(DATA FOR ANALYSIS)
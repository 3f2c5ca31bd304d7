//! Quadtree subdivision of an image into occupied rectangles
//!
//! The image is first cut into squares whose side is the shorter image
//! dimension. Each square is then split recursively into quadrants down to
//! the requested depth; a leaf is kept when any of its pixels reaches the
//! alpha threshold. When all four quadrants of a node resolve to exactly one
//! rectangle each, the node is reported as a single rectangle covering its
//! full bounds.

use alphamesh_core::{PixelSource, Rect};
use itertools::iproduct;

/// Clamp a requested subdivision level to the effective depth (at least 1)
pub fn effective_subdivision_level(requested: i32) -> u32 {
    requested.max(1) as u32
}

/// Clamp an alpha threshold into `[0, 1]`; NaN becomes 0
pub fn clamp_alpha_threshold(threshold: f32) -> f32 {
    if threshold.is_nan() {
        0.0
    } else {
        threshold.clamp(0.0, 1.0)
    }
}

/// Square tiles fed to the divider, in row-major order.
///
/// The side of each tile is `min(width, height)`. Pixels beyond the last whole
/// tile on the longer axis are not covered; see [`untiled_region`].
pub fn tile_regions(width: u32, height: u32) -> Vec<Rect> {
    let side = width.min(height);
    if side == 0 {
        return Vec::new();
    }

    let cols = width / side;
    let rows = height / side;
    iproduct!(0..rows, 0..cols)
        .map(|(row, col)| Rect::square(col * side, row * side, side))
        .collect()
}

/// The strip of the image left out by [`tile_regions`], if any
pub fn untiled_region(width: u32, height: u32) -> Option<Rect> {
    let side = width.min(height);
    if side == 0 {
        return None;
    }

    let covered_x = (width / side) * side;
    let covered_y = (height / side) * side;
    if covered_x < width {
        Some(Rect::new(covered_x, 0, width, height))
    } else if covered_y < height {
        Some(Rect::new(0, covered_y, width, height))
    } else {
        None
    }
}

/// Recursive quadtree classifier over a pixel source
pub struct QuadtreeDivider<'a, P: PixelSource + ?Sized> {
    source: &'a P,
    alpha_threshold: f32,
}

impl<'a, P: PixelSource + ?Sized> QuadtreeDivider<'a, P> {
    /// Create a divider; the threshold is clamped into `[0, 1]`
    pub fn new(source: &'a P, alpha_threshold: f32) -> Self {
        Self {
            source,
            alpha_threshold: clamp_alpha_threshold(alpha_threshold),
        }
    }

    pub fn alpha_threshold(&self) -> f32 {
        self.alpha_threshold
    }

    /// True when any pixel of `region` reaches the threshold.
    ///
    /// Pixels are visited in row-major order; the parts of `region` outside
    /// the image are ignored.
    pub fn is_occupied(&self, region: &Rect) -> bool {
        let max_x = region.max_x.min(self.source.width());
        let max_y = region.max_y.min(self.source.height());
        (region.min_y..max_y).any(|y| {
            (region.min_x..max_x).any(|x| self.source.alpha_at(x, y) >= self.alpha_threshold)
        })
    }

    /// Classify `region`, descending `levels_remaining` more levels.
    ///
    /// `region` must come from repeatedly halving a square tile. Returns the
    /// occupied rectangles in quadrant order top-left, top-right, bottom-left,
    /// bottom-right, or `[region]` when all four quadrants resolved to one
    /// rectangle each.
    pub fn divide(&self, region: Rect, levels_remaining: u32) -> Vec<Rect> {
        if !region.is_valid() {
            return Vec::new();
        }

        // A single pixel splits into three empty quadrants and itself.
        if levels_remaining == 0 || (region.width() == 1 && region.height() == 1) {
            return if self.is_occupied(&region) {
                vec![region]
            } else {
                Vec::new()
            };
        }

        let children = region
            .quadrants()
            .map(|quadrant| self.divide(quadrant, levels_remaining - 1));

        // Collapse snaps to the full parent bounds, not the union of the children.
        if children.iter().all(|child| child.len() == 1) {
            return vec![region];
        }

        children.into_iter().flatten().collect()
    }

    /// Tile the whole image and divide every tile.
    ///
    /// `subdivision_level` below 1 is treated as 1.
    pub fn divide_image(&self, subdivision_level: i32) -> Vec<Rect> {
        let depth = effective_subdivision_level(subdivision_level);
        tile_regions(self.source.width(), self.source.height())
            .into_iter()
            .flat_map(|tile| self.divide(tile, depth))
            .collect()
    }
}

#[cfg(test)]
mod tests {
    use super::*;
    use alphamesh_core::AlphaGrid;

    fn grid_with(width: u32, height: u32, opaque: &[Rect]) -> AlphaGrid {
        let mut grid = AlphaGrid::new(width, height);
        for rect in opaque {
            grid.fill_rect(*rect, 1.0);
        }
        grid
    }

    #[test]
    fn test_effective_subdivision_level() {
        assert_eq!(effective_subdivision_level(-3), 1);
        assert_eq!(effective_subdivision_level(0), 1);
        assert_eq!(effective_subdivision_level(1), 1);
        assert_eq!(effective_subdivision_level(6), 6);
    }

    #[test]
    fn test_clamp_alpha_threshold() {
        assert_eq!(clamp_alpha_threshold(-0.5), 0.0);
        assert_eq!(clamp_alpha_threshold(0.25), 0.25);
        assert_eq!(clamp_alpha_threshold(7.0), 1.0);
        assert_eq!(clamp_alpha_threshold(f32::NAN), 0.0);
    }

    #[test]
    fn test_tile_regions_square() {
        assert_eq!(tile_regions(8, 8), vec![Rect::new(0, 0, 8, 8)]);
        assert_eq!(untiled_region(8, 8), None);
    }

    #[test]
    fn test_tile_regions_row_major() {
        let tiles = tile_regions(4, 8);
        assert_eq!(tiles, vec![Rect::new(0, 0, 4, 4), Rect::new(0, 4, 4, 8)]);

        let tiles = tile_regions(6, 2);
        assert_eq!(
            tiles,
            vec![
                Rect::new(0, 0, 2, 2),
                Rect::new(2, 0, 4, 2),
                Rect::new(4, 0, 6, 2),
            ]
        );
    }

    #[test]
    fn test_trailing_strip_is_not_tiled() {
        let tiles = tile_regions(5, 2);
        assert_eq!(tiles, vec![Rect::new(0, 0, 2, 2), Rect::new(2, 0, 4, 2)]);
        assert_eq!(untiled_region(5, 2), Some(Rect::new(4, 0, 5, 2)));
        assert_eq!(untiled_region(3, 7), Some(Rect::new(0, 6, 3, 7)));
        assert!(tile_regions(0, 4).is_empty());
    }

    #[test]
    fn test_leaf_occupied_and_empty() {
        let grid = grid_with(4, 4, &[Rect::new(3, 3, 4, 4)]);
        let divider = QuadtreeDivider::new(&grid, 0.5);
        assert_eq!(divider.divide(Rect::new(0, 0, 4, 4), 0), vec![Rect::new(0, 0, 4, 4)]);
        assert!(divider.divide(Rect::new(0, 0, 2, 2), 0).is_empty());
    }

    #[test]
    fn test_threshold_is_inclusive() {
        let grid = AlphaGrid::filled(2, 2, 0.5);
        assert_eq!(QuadtreeDivider::new(&grid, 0.5).divide_image(1).len(), 1);
        assert!(QuadtreeDivider::new(&grid, 0.51).divide_image(1).is_empty());
    }

    #[test]
    fn test_threshold_clamped() {
        let grid = AlphaGrid::filled(2, 2, 1.0);
        let divider = QuadtreeDivider::new(&grid, 2.0);
        assert_eq!(divider.alpha_threshold(), 1.0);
        assert_eq!(divider.divide_image(1), vec![Rect::new(0, 0, 2, 2)]);
    }

    #[test]
    fn test_top_left_block_collapses() {
        let grid = grid_with(4, 4, &[Rect::new(0, 0, 2, 2)]);
        let divider = QuadtreeDivider::new(&grid, 0.5);
        assert_eq!(divider.divide_image(2), vec![Rect::new(0, 0, 2, 2)]);
    }

    #[test]
    fn test_mixed_result_keeps_quadrant_order() {
        // Opaque bottom-right and top-right quadrants
        let grid = grid_with(4, 4, &[Rect::new(2, 2, 4, 4), Rect::new(2, 0, 4, 2)]);
        let divider = QuadtreeDivider::new(&grid, 0.5);
        assert_eq!(
            divider.divide_image(1),
            vec![Rect::new(2, 0, 4, 2), Rect::new(2, 2, 4, 4)]
        );
    }

    #[test]
    fn test_single_pixel_per_leaf_fills_leaf() {
        // One opaque pixel inside each 2x2 leaf is enough to keep every leaf,
        // and four kept leaves collapse into the whole tile.
        let grid = grid_with(
            4,
            4,
            &[
                Rect::new(0, 0, 1, 1),
                Rect::new(3, 0, 4, 1),
                Rect::new(0, 3, 1, 4),
                Rect::new(3, 3, 4, 4),
            ],
        );
        let divider = QuadtreeDivider::new(&grid, 0.5);
        assert_eq!(divider.divide_image(1), vec![Rect::new(0, 0, 4, 4)]);

        // At pixel depth each quadrant keeps one pixel, which still counts as
        // one rectangle per quadrant.
        assert_eq!(divider.divide_image(2), vec![Rect::new(0, 0, 4, 4)]);
    }

    #[test]
    fn test_collapse_expands_past_single_child_rects() {
        // Each 4x4 quadrant holds a single occupied 2x2 leaf. Every quadrant
        // therefore reports exactly one rectangle, and the root collapses to
        // the full 8x8 tile even though only four 2x2 leaves were occupied.
        let grid = grid_with(
            8,
            8,
            &[
                Rect::new(0, 0, 1, 1),
                Rect::new(4, 0, 5, 1),
                Rect::new(0, 4, 1, 5),
                Rect::new(4, 4, 5, 5),
            ],
        );
        let divider = QuadtreeDivider::new(&grid, 0.5);
        assert_eq!(divider.divide_image(2), vec![Rect::new(0, 0, 8, 8)]);
    }

    #[test]
    fn test_three_quadrants_do_not_collapse() {
        let grid = grid_with(4, 4, &[Rect::new(0, 0, 4, 2), Rect::new(0, 2, 2, 4)]);
        let divider = QuadtreeDivider::new(&grid, 0.5);
        assert_eq!(
            divider.divide_image(2),
            vec![
                Rect::new(0, 0, 2, 2),
                Rect::new(2, 0, 4, 2),
                Rect::new(0, 2, 2, 4),
            ]
        );
    }

    #[test]
    fn test_depth_beyond_pixel_resolution() {
        let grid = grid_with(4, 4, &[Rect::new(1, 1, 2, 2), Rect::new(2, 2, 3, 3)]);
        let divider = QuadtreeDivider::new(&grid, 0.5);
        assert_eq!(divider.divide_image(2), divider.divide_image(8));
        assert_eq!(
            divider.divide_image(8),
            vec![Rect::new(1, 1, 2, 2), Rect::new(2, 2, 3, 3)]
        );
    }

    #[test]
    fn test_depth_zero_matches_depth_one() {
        let grid = grid_with(4, 4, &[Rect::new(0, 0, 2, 2), Rect::new(3, 3, 4, 4)]);
        let divider = QuadtreeDivider::new(&grid, 0.5);
        assert_eq!(divider.divide_image(0), divider.divide_image(1));
        assert_eq!(divider.divide_image(-2), divider.divide_image(1));
    }

    #[test]
    fn test_non_square_image_tiles_independently() {
        let grid = grid_with(8, 4, &[Rect::new(0, 0, 4, 4), Rect::new(4, 0, 6, 2)]);
        let divider = QuadtreeDivider::new(&grid, 0.5);
        assert_eq!(
            divider.divide_image(1),
            vec![Rect::new(0, 0, 4, 4), Rect::new(4, 0, 6, 2)]
        );
    }

    #[test]
    fn test_untiled_strip_is_ignored() {
        let grid = grid_with(5, 2, &[Rect::new(4, 0, 5, 2)]);
        let divider = QuadtreeDivider::new(&grid, 0.5);
        assert!(divider.divide_image(3).is_empty());
    }

    #[test]
    fn test_is_occupied_clips_to_image() {
        let grid = AlphaGrid::filled(2, 2, 1.0);
        let divider = QuadtreeDivider::new(&grid, 0.5);
        assert!(divider.is_occupied(&Rect::new(1, 1, 4, 4)));
        assert!(!divider.is_occupied(&Rect::new(2, 2, 4, 4)));
    }

    #[test]
    fn test_huge_depth_stops_at_single_pixels() {
        let grid = grid_with(4, 4, &[Rect::new(0, 0, 1, 1), Rect::new(2, 1, 4, 4)]);
        let divider = QuadtreeDivider::new(&grid, 0.5);
        assert_eq!(divider.divide_image(100_000), divider.divide_image(2));
        assert_eq!(
            divider.divide(Rect::new(3, 3, 4, 4), u32::MAX),
            vec![Rect::new(3, 3, 4, 4)]
        );
    }
}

(BRIEF)
Go through the records and copy each line with "leaves" in it.

(WRITTEN SOLUTION)
        // and four kept leaves collapse into the whole tile.
        // the full 8x8 tile even though only four 2x2 leaves were occupied.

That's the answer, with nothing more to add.